Description of the task: Take each line of the records below that contains the string "fixpoint" and copy it.

Dataset:
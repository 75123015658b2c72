//! Worklist solver for bit-precision liveness.
//!
//! # Algorithm
//!
//! 1. Start from fresh scratch arrays: every mask zero, nothing reached.
//! 2. Seed full consumption on values that must stay live regardless of data
//!    flow: storage not yet open to dead-code removal, arguments of calls
//!    without a specification, branch and store operands, return values
//!    (narrowed by the return prototype) and auto-live values.
//! 3. Seed call arguments from their call specifications.
//! 4. Pop values until the worklist is empty, pushing consumption backwards
//!    through each value's defining operation.
//! 5. Anchor loads from possibly constant addresses and rerun step 4 once.
//!
//! A value is pushed onto the worklist only when its mask gains a bit or it is
//! reached for the first time, so every value is enqueued at most 65 times.

use std::collections::VecDeque;

use crate::{
    analysis::{
        consume::{transfer, ConsumeMasks},
        graph::{Function, OpCode, OpId, Space, ValueId},
    },
    compiler::{SchedulerConfig, WorklistOrder},
    utils::{calc_mask, minimal_mask},
    Error, Result,
};

/// Bit-precision liveness analysis of one function.
///
/// The analysis only reads the function; committing its result (destroying
/// dead operations) is the job of the dead-code action.
///
/// # Examples
///
/// ```rust
/// use pcodeflow::analysis::{ConsumeAnalysis, FunctionBuilder};
/// use pcodeflow::SchedulerConfig;
///
/// let mut x = None;
/// let func = FunctionBuilder::new("f", 0).build_with(|f| {
///     let input = f.register(4, 0);
///     x = Some(input);
///     f.block(0, |b| {
///         let ff = b.constant(4, 0xff);
///         let y = b.and(input, ff);
///         b.ret(y);
///     });
/// });
///
/// let masks = ConsumeAnalysis::new(&func, &SchedulerConfig::default(), 1).run()?;
/// assert_eq!(masks.mask(x.unwrap()), 0xff);
/// # Ok::<(), pcodeflow::Error>(())
/// ```
pub struct ConsumeAnalysis<'a> {
    func: &'a Function,
    order: WorklistOrder,
    volatile_load_guard: bool,
    pass: u32,
    consume: Vec<u64>,
    reached: Vec<bool>,
    listed: Vec<bool>,
    worklist: VecDeque<ValueId>,
    last_outc: Vec<Option<u64>>,
    indirect_source: Vec<bool>,
    anchored: Vec<ValueId>,
    pushes: usize,
    trace: Option<Vec<(ValueId, u64)>>,
    scratch: Vec<(ValueId, u64)>,
}

impl<'a> ConsumeAnalysis<'a> {
    /// Prepares an analysis of `func` during fixpoint round `pass`.
    ///
    /// # Arguments
    ///
    /// * `func` - The function to analyse
    /// * `config` - Supplies the worklist order and the volatile-load policy
    /// * `pass` - The current fixpoint round; the volatile-load guard only runs in rounds 0 and 1
    #[must_use]
    pub fn new(func: &'a Function, config: &SchedulerConfig, pass: u32) -> Self {
        let values = func.value_slots();
        Self {
            func,
            order: config.worklist_order,
            volatile_load_guard: config.volatile_load_guard,
            pass,
            consume: vec![0; values],
            reached: vec![false; values],
            listed: vec![false; values],
            worklist: VecDeque::new(),
            last_outc: vec![None; func.op_slots()],
            indirect_source: vec![false; func.op_slots()],
            anchored: Vec::new(),
            pushes: 0,
            trace: None,
            scratch: Vec::new(),
        }
    }

    /// Records every mask update, exposed through [`ConsumeMasks::trace`].
    #[must_use]
    pub fn with_trace(mut self) -> Self {
        self.trace = Some(Vec::new());
        self
    }

    /// Runs the analysis to completion.
    ///
    /// # Errors
    ///
    /// Returns [`Error::GraphConsistency`] if an operation references an erased
    /// value, or [`Error::NonMonotone`] if the consumption of an operation's
    /// output shrank between two visits.
    pub fn run(mut self) -> Result<ConsumeMasks> {
        self.seed()?;
        self.seed_call_parameters()?;
        self.solve()?;

        let mut rounds = 1;
        if self.anchor_volatile_loads()? {
            self.solve()?;
            rounds = 2;
        }

        let indirect_sources = self
            .indirect_source
            .iter()
            .enumerate()
            .filter(|(_, &set)| set)
            .filter_map(|(index, _)| self.func.op_at(index))
            .collect();

        Ok(ConsumeMasks {
            consume: self.consume,
            reached: self.reached,
            anchored: self.anchored,
            indirect_sources,
            pushes: self.pushes,
            rounds,
            trace: self.trace,
        })
    }

    /// ORs `val` into the consume mask of `id`, queueing it if it changed.
    fn push(&mut self, val: u64, id: ValueId) -> Result<()> {
        let value = self.func.require_value(id)?;
        let index = id.index();
        let old = self.consume[index];
        let new = (val | old) & value.full_mask();
        if new == old && self.reached[index] {
            return Ok(());
        }
        self.reached[index] = true;
        if !self.listed[index] {
            self.listed[index] = true;
            if value.is_written() {
                self.worklist.push_back(id);
                self.pushes += 1;
            }
        }
        self.consume[index] = new;
        if let Some(trace) = &mut self.trace {
            trace.push((id, new));
        }
        Ok(())
    }

    fn push_all_inputs(&mut self, op: OpId, val: u64) -> Result<()> {
        let func = self.func;
        for &input in func.require_op(op)?.inputs() {
            self.push(val, input)?;
        }
        Ok(())
    }

    fn seed(&mut self) -> Result<()> {
        let func = self.func;

        for value in func.values() {
            let space = value.space();
            if matches!(space, Space::Constant | Space::Iop) {
                continue;
            }
            if !func.is_dead_removal_allowed(space) {
                self.push(u64::MAX, value.id())?;
            }
        }

        let return_consume = self.gather_return_consume();

        for op in func.ops() {
            if op.is_dead() {
                continue;
            }
            if op.is_call() || op.opcode() == OpCode::CallOther {
                // user-defined operations have no specification to narrow them
                if op.opcode() == OpCode::CallOther || func.call_spec(op.id()).is_none() {
                    self.push_all_inputs(op.id(), u64::MAX)?;
                }
                let Some(out) = op.output() else { continue };
                if op.holds_output() {
                    self.push(u64::MAX, out)?;
                }
            } else if op.is_assignment() {
                for &input in op.inputs() {
                    if func.require_value(input)?.is_auto_live() {
                        self.push(u64::MAX, input)?;
                    }
                }
            } else {
                match op.opcode() {
                    OpCode::Return => {
                        for (slot, &input) in op.inputs().iter().enumerate() {
                            let val = if slot == 0 { u64::MAX } else { return_consume };
                            self.push(val, input)?;
                        }
                    }
                    OpCode::BranchInd => {
                        let mask = func.switch_consume(op.id()).unwrap_or(u64::MAX);
                        if let Some(input) = op.input(0) {
                            self.push(mask, input)?;
                        }
                    }
                    _ => self.push_all_inputs(op.id(), u64::MAX)?,
                }
                continue;
            }

            if let Some(out) = op.output() {
                if func.require_value(out)?.is_auto_live() {
                    self.push(u64::MAX, out)?;
                }
            }
        }
        Ok(())
    }

    /// Bits of returned values the caller can observe.
    fn gather_return_consume(&self) -> u64 {
        let func = self.func;
        let prototype = func.prototype();
        if prototype.consumes_everything() {
            return u64::MAX;
        }
        let mut consume = func
            .ops_with_opcode(OpCode::Return)
            .filter(|op| !op.is_dead())
            .filter_map(|op| op.input(1))
            .filter_map(|v| func.value(v))
            .fold(0, |acc, v| acc | minimal_mask(v.nz_mask()));
        if prototype.return_bytes_consumed != 0 {
            consume &= calc_mask(prototype.return_bytes_consumed);
        }
        consume
    }

    fn seed_call_parameters(&mut self) -> Result<()> {
        let func = self.func;
        for op in func.ops().filter(|op| op.is_call() && !op.is_dead()) {
            let Some(spec) = func.call_spec(op.id()) else {
                continue;
            };
            let Some(target) = op.input(0) else {
                return Err(graph_error!("{} has no call target", op.id()));
            };
            self.push(u64::MAX, target)?;

            if spec.consumes_everything() {
                for &arg in &op.inputs()[1..] {
                    self.push(u64::MAX, arg)?;
                }
                continue;
            }
            for (arg_index, &arg) in op.inputs()[1..].iter().enumerate() {
                let value = func.require_value(arg)?;
                let mut consume = if value.is_auto_live() {
                    u64::MAX
                } else {
                    minimal_mask(value.nz_mask())
                };
                let hint = spec.hint(arg_index);
                if hint != 0 {
                    consume &= calc_mask(hint);
                }
                self.push(consume, arg)?;
            }
        }
        Ok(())
    }

    fn pop(&mut self) -> Option<ValueId> {
        match self.order {
            WorklistOrder::Lifo => self.worklist.pop_back(),
            WorklistOrder::Fifo => self.worklist.pop_front(),
        }
    }

    fn solve(&mut self) -> Result<()> {
        while let Some(id) = self.pop() {
            self.propagate(id)?;
        }
        Ok(())
    }

    fn propagate(&mut self, id: ValueId) -> Result<()> {
        let func = self.func;
        self.listed[id.index()] = false;
        let outc = self.consume[id.index()];
        let value = func.require_value(id)?;
        let Some(def) = value.def() else {
            return Ok(());
        };
        let op = func.require_op(def)?;

        if let Some(previous) = self.last_outc[def.index()] {
            if previous & !outc != 0 {
                return Err(Error::NonMonotone {
                    op: op.to_string(),
                    value: value.to_string(),
                });
            }
        }
        self.last_outc[def.index()] = Some(outc);

        let mut pending = std::mem::take(&mut self.scratch);
        pending.clear();
        transfer::propagate(func, op, outc, |input, mask| pending.push((input, mask)));
        for &(input, mask) in &pending {
            self.push(mask, input)?;
        }
        self.scratch = pending;

        if op.opcode() == OpCode::Indirect {
            self.note_indirect_source(def)?;
        }
        Ok(())
    }

    /// Records the operation an `Indirect` refers to as a live indirect source.
    ///
    /// An indirect effect caused by a `Copy` into overlapping storage keeps the
    /// copy's output fully consumed.
    fn note_indirect_source(&mut self, indirect: OpId) -> Result<()> {
        let func = self.func;
        let op = func.require_op(indirect)?;
        let Some(iop) = op.input(1).and_then(|v| func.value(v)) else {
            return Ok(());
        };
        if iop.space() != Space::Iop {
            return Ok(());
        }
        let Some(cause) = u32::try_from(iop.offset())
            .ok()
            .map(OpId::new)
            .and_then(|id| func.op(id))
        else {
            return Ok(());
        };
        if cause.is_dead() {
            return Ok(());
        }

        if cause.opcode() == OpCode::Copy {
            let overlap = match (
                cause.output().and_then(|v| func.value(v)),
                op.output().and_then(|v| func.value(v)),
            ) {
                (Some(a), Some(b)) => {
                    a.space() == b.space()
                        && a.offset() < b.offset() + u64::from(b.size())
                        && b.offset() < a.offset() + u64::from(a.size())
                }
                _ => false,
            };
            if overlap {
                if let Some(out) = cause.output() {
                    self.push(u64::MAX, out)?;
                }
                self.indirect_source[cause.id().index()] = true;
            }
        } else {
            self.indirect_source[cause.id().index()] = true;
        }
        Ok(())
    }

    /// Keeps loads whose address may resolve to a constant alive.
    ///
    /// Only runs during the first fixpoint rounds and outside jump-table
    /// recovery. Returns `true` if any load was anchored.
    fn anchor_volatile_loads(&mut self) -> Result<bool> {
        let func = self.func;
        if !self.volatile_load_guard || self.pass > 1 || func.is_jumptable_recovery() {
            return Ok(false);
        }
        let mut anchored = false;
        for op in func.ops_with_opcode(OpCode::Load) {
            if op.is_dead() {
                continue;
            }
            let Some(out) = op.output() else { continue };
            if self.reached[out.index()] {
                continue;
            }
            let Some(addr) = op.input(1) else { continue };
            if is_eventual_constant(func, addr, 0, 0) {
                self.push(u64::MAX, out)?;
                self.anchored.push(out);
                anchored = true;
            }
        }
        Ok(anchored)
    }
}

Solution:
    /// Prepares an analysis of `func` during fixpoint round `pass`.
    /// * `pass` - The current fixpoint round; the volatile-load guard only runs in rounds 0 and 1
    /// Only runs during the first fixpoint rounds and outside jump-table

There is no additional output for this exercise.